[Start of Attachment]
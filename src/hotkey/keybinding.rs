//! Shortcut strings (`"Ctrl+Shift+C"`) and their X11 keycode bindings.

use std::fmt;
use std::str::FromStr;

use x11rb::connection::Connection;
use x11rb::protocol::xproto;

use super::HotkeyError;

/// Core X11 modifier bits.
pub mod mask {
    pub const SHIFT: u16 = 0x0001;
    pub const CONTROL: u16 = 0x0004;
    /// Alt on every common layout.
    pub const MOD1: u16 = 0x0008;
    /// Super / Windows key.
    pub const MOD4: u16 = 0x0040;

    /// Bits that take part in matching; lock and button state is ignored.
    pub const RELEVANT: u16 = SHIFT | CONTROL | MOD1 | MOD4;
}

mod keysym {
    pub const TAB: u32 = 0xff09;
    pub const RETURN: u32 = 0xff0d;
    pub const ESCAPE: u32 = 0xff1b;
    pub const SPACE: u32 = 0x0020;
    pub const GRAVE: u32 = 0x0060;
    pub const F1: u32 = 0xffbe;

    pub const SHIFT_L: u32 = 0xffe1;
    pub const SHIFT_R: u32 = 0xffe2;
    pub const CONTROL_L: u32 = 0xffe3;
    pub const CONTROL_R: u32 = 0xffe4;
    pub const META_L: u32 = 0xffe7;
    pub const META_R: u32 = 0xffe8;
    pub const ALT_L: u32 = 0xffe9;
    pub const ALT_R: u32 = 0xffea;
    pub const SUPER_L: u32 = 0xffeb;
    pub const SUPER_R: u32 = 0xffec;
}

/// A parsed shortcut, independent of the keyboard layout.
#[derive(Debug, Clone, PartialEq, Eq)]
pub struct Shortcut {
    raw: String,
    modifiers: u16,
    keysym: u32,
    key_label: String,
}

impl Shortcut {
    pub fn raw(&self) -> &str {
        &self.raw
    }

    pub fn modifiers(&self) -> u16 {
        self.modifiers
    }

    pub fn keysym(&self) -> u32 {
        self.keysym
    }

    /// Same key with Shift added; the reverse-direction chord.
    pub fn with_shift(&self) -> Self {
        Self {
            raw: format!("{}+Shift", self.raw),
            modifiers: self.modifiers | mask::SHIFT,
            ..self.clone()
        }
    }

    /// Display form with modifiers in a fixed order, e.g. `Ctrl+Shift+C`.
    pub fn label(&self) -> String {
        let mut parts: Vec<&str> = Vec::new();
        for (bit, name) in [
            (mask::CONTROL, "Ctrl"),
            (mask::MOD1, "Alt"),
            (mask::SHIFT, "Shift"),
            (mask::MOD4, "Super"),
        ] {
            if self.modifiers & bit != 0 {
                parts.push(name);
            }
        }
        parts.push(&self.key_label);
        parts.join("+")
    }

    /// Keysyms of the modifiers that keep a switch session open. Shift is
    /// excluded since it only flips direction.
    pub fn hold_keysyms(&self) -> Vec<u32> {
        let mut syms = Vec::new();
        if self.modifiers & mask::CONTROL != 0 {
            syms.extend([keysym::CONTROL_L, keysym::CONTROL_R]);
        }
        if self.modifiers & mask::MOD1 != 0 {
            syms.extend([keysym::ALT_L, keysym::ALT_R, keysym::META_L, keysym::META_R]);
        }
        if self.modifiers & mask::MOD4 != 0 {
            syms.extend([keysym::SUPER_L, keysym::SUPER_R]);
        }
        if syms.is_empty() {
            syms.extend([keysym::SHIFT_L, keysym::SHIFT_R]);
        }
        syms
    }

    /// Resolve against the current keyboard mapping.
    pub fn resolve(&self, keymap: &Keymap) -> Result<Binding, HotkeyError> {
        let keycode = keymap
            .keycode_for(self.keysym)
            .ok_or_else(|| HotkeyError::UnmappedKey(self.raw.clone()))?;
        Ok(Binding {
            raw: self.raw.clone(),
            modifiers: self.modifiers,
            keycode,
        })
    }
}

impl fmt::Display for Shortcut {
    fn fmt(&self, f: &mut fmt::Formatter<'_>) -> fmt::Result {
        f.write_str(&self.label())
    }
}

impl FromStr for Shortcut {
    type Err = HotkeyError;

    fn from_str(s: &str) -> Result<Self, Self::Err> {
        let invalid = |why: &str| HotkeyError::InvalidShortcut {
            shortcut: s.to_string(),
            reason: why.to_string(),
        };

        let tokens: Vec<&str> = s.split('+').map(str::trim).collect();
        let Some((key, mods)) = tokens.split_last() else {
            return Err(invalid("empty"));
        };
        if key.is_empty() {
            return Err(invalid("missing key"));
        }

        let mut modifiers = 0;
        for m in mods {
            let bit = match m.to_ascii_lowercase().as_str() {
                "ctrl" | "control" => mask::CONTROL,
                "alt" | "mod1" | "option" => mask::MOD1,
                "shift" => mask::SHIFT,
                "super" | "win" | "mod4" | "cmd" | "command" => mask::MOD4,
                other => return Err(invalid(&format!("unknown modifier {other:?}"))),
            };
            modifiers |= bit;
        }
        if modifiers & !mask::SHIFT == 0 {
            return Err(invalid("needs Ctrl, Alt or Super"));
        }

        let (keysym, key_label) = parse_key(key).ok_or_else(|| invalid("unknown key"))?;

        Ok(Self {
            raw: s.to_string(),
            modifiers,
            keysym,
            key_label,
        })
    }
}

fn parse_key(key: &str) -> Option<(u32, String)> {
    let lower = key.to_ascii_lowercase();
    let named = match lower.as_str() {
        "tab" => Some((keysym::TAB, "Tab")),
        "space" => Some((keysym::SPACE, "Space")),
        "return" | "enter" => Some((keysym::RETURN, "Enter")),
        "escape" | "esc" => Some((keysym::ESCAPE, "Esc")),
        "`" | "grave" | "backtick" => Some((keysym::GRAVE, "`")),
        _ => None,
    };
    if let Some((sym, label)) = named {
        return Some((sym, label.to_string()));
    }

    if let Some(n) = lower.strip_prefix('f').and_then(|n| n.parse::<u32>().ok()) {
        return (1..=12).contains(&n).then(|| (keysym::F1 + n - 1, format!("F{n}")));
    }

    let mut chars = lower.chars();
    match (chars.next(), chars.next()) {
        // Latin-1 keysyms equal their (lowercase) code points.
        (Some(c), None) if c.is_ascii_alphanumeric() => {
            Some((c as u32, c.to_ascii_uppercase().to_string()))
        }
        _ => None,
    }
}

/// A shortcut bound to a concrete keycode.
#[derive(Debug, Clone, PartialEq, Eq)]
pub struct Binding {
    pub raw: String,
    pub modifiers: u16,
    pub keycode: u8,
}

impl Binding {
    /// Whether a key event with `keycode` and modifier `state` is this
    /// chord. Lock and button bits in `state` are ignored.
    pub fn matches(&self, keycode: u8, state: u16) -> bool {
        self.keycode == keycode && state & mask::RELEVANT == self.modifiers
    }

    /// Same key and modifiers, however either was spelled.
    pub fn same_chord(&self, other: &Binding) -> bool {
        self.keycode == other.keycode && self.modifiers == other.modifiers
    }
}

/// Snapshot of the server's keycode → keysym table.
#[derive(Debug, Clone)]
pub struct Keymap {
    min_keycode: u8,
    keysyms_per_keycode: u8,
    keysyms: Vec<u32>,
}

impl Keymap {
    pub fn new(min_keycode: u8, keysyms_per_keycode: u8, keysyms: Vec<u32>) -> Self {
        Self {
            min_keycode,
            keysyms_per_keycode,
            keysyms,
        }
    }

    pub fn from_connection<C: Connection>(conn: &C) -> Result<Self, HotkeyError> {
        let setup = conn.setup();
        let count = setup.max_keycode - setup.min_keycode + 1;
        let reply = xproto::get_keyboard_mapping(conn, setup.min_keycode, count)
            .map_err(|e| HotkeyError::X11(format!("get_keyboard_mapping: {e}")))?
            .reply()
            .map_err(|e| HotkeyError::X11(format!("get_keyboard_mapping reply: {e}")))?;

        Ok(Self::new(
            setup.min_keycode,
            reply.keysyms_per_keycode,
            reply.keysyms,
        ))
    }

    /// First keycode producing `keysym` in any column.
    pub fn keycode_for(&self, keysym: u32) -> Option<u8> {
        let per = usize::from(self.keysyms_per_keycode);
        if per == 0 {
            return None;
        }
        self.keysyms
            .chunks(per)
            .position(|syms| syms.contains(&keysym))
            .and_then(|index| u8::try_from(usize::from(self.min_keycode) + index).ok())
    }

    /// Every keycode producing any of `keysyms`.
    pub fn keycodes_for(&self, keysyms: &[u32]) -> Vec<u8> {
        let per = usize::from(self.keysyms_per_keycode);
        if per == 0 {
            return Vec::new();
        }
        self.keysyms
            .chunks(per)
            .enumerate()
            .filter(|(_, syms)| syms.iter().any(|s| keysyms.contains(s)))
            .filter_map(|(index, _)| u8::try_from(usize::from(self.min_keycode) + index).ok())
            .collect()
    }
}

#[cfg(test)]
mod tests {
    use super::*;

    fn keymap() -> Keymap {
        // keycode 8: Tab, 9: c/C, 10: Control_L, 11: Control_R, 12: Alt_L/Meta_L
        Keymap::new(
            8,
            2,
            vec![
                keysym::TAB,
                0,
                'c' as u32,
                'C' as u32,
                keysym::CONTROL_L,
                0,
                keysym::CONTROL_R,
                0,
                keysym::ALT_L,
                keysym::META_L,
            ],
        )
    }

    #[test]
    fn parses_default_shortcuts() {
        let tab: Shortcut = "Ctrl+Tab".parse().unwrap();
        assert_eq!(tab.modifiers(), mask::CONTROL);
        assert_eq!(tab.keysym(), keysym::TAB);

        let copy: Shortcut = "Ctrl+Shift+C".parse().unwrap();
        assert_eq!(copy.modifiers(), mask::CONTROL | mask::SHIFT);
        assert_eq!(copy.keysym(), 'c' as u32);
    }

    #[test]
    fn label_uses_canonical_order() {
        let s: Shortcut = "shift + super + ctrl + f5".parse().unwrap();
        assert_eq!(s.label(), "Ctrl+Shift+Super+F5");
        let s: Shortcut = "Alt+`".parse().unwrap();
        assert_eq!(s.label(), "Alt+`");
    }

    #[test]
    fn rejects_bad_shortcuts() {
        for bad in ["", "Ctrl+", "Tab", "Shift+Tab", "Hyper+Tab", "Ctrl+Banana", "Ctrl+F13"] {
            assert!(bad.parse::<Shortcut>().is_err(), "{bad:?} should not parse");
        }
    }

    #[test]
    fn reverse_chord_adds_shift() {
        let tab: Shortcut = "Ctrl+Tab".parse().unwrap();
        let rev = tab.with_shift();
        assert_eq!(rev.modifiers(), mask::CONTROL | mask::SHIFT);
        assert_eq!(rev.label(), "Ctrl+Shift+Tab");
    }

    #[test]
    fn hold_keys_follow_the_modifier() {
        let ctrl: Shortcut = "Ctrl+Tab".parse().unwrap();
        assert_eq!(keymap().keycodes_for(&ctrl.hold_keysyms()), vec![10, 11]);

        let alt: Shortcut = "Alt+Tab".parse().unwrap();
        assert_eq!(keymap().keycodes_for(&alt.hold_keysyms()), vec![12]);
    }

    #[test]
    fn resolves_against_keymap() {
        let copy: Shortcut = "Ctrl+Shift+C".parse().unwrap();
        let binding = copy.resolve(&keymap()).unwrap();
        assert_eq!(binding.keycode, 9);

        let f5: Shortcut = "Ctrl+F5".parse().unwrap();
        assert!(matches!(f5.resolve(&keymap()), Err(HotkeyError::UnmappedKey(_))));
    }

    #[test]
    fn binding_ignores_lock_bits() {
        let binding: Binding = "Ctrl+Tab".parse::<Shortcut>().unwrap().resolve(&keymap()).unwrap();
        // NumLock (Mod2) and CapsLock set.
        assert!(binding.matches(8, mask::CONTROL | 0x0010 | 0x0002));
        assert!(!binding.matches(8, mask::CONTROL | mask::SHIFT));
        assert!(!binding.matches(9, mask::CONTROL));
    }
}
[End of Attachment]
• _About this task_
Go through the records and tally the lines that include "None". Write only the number.

• _The answer_
4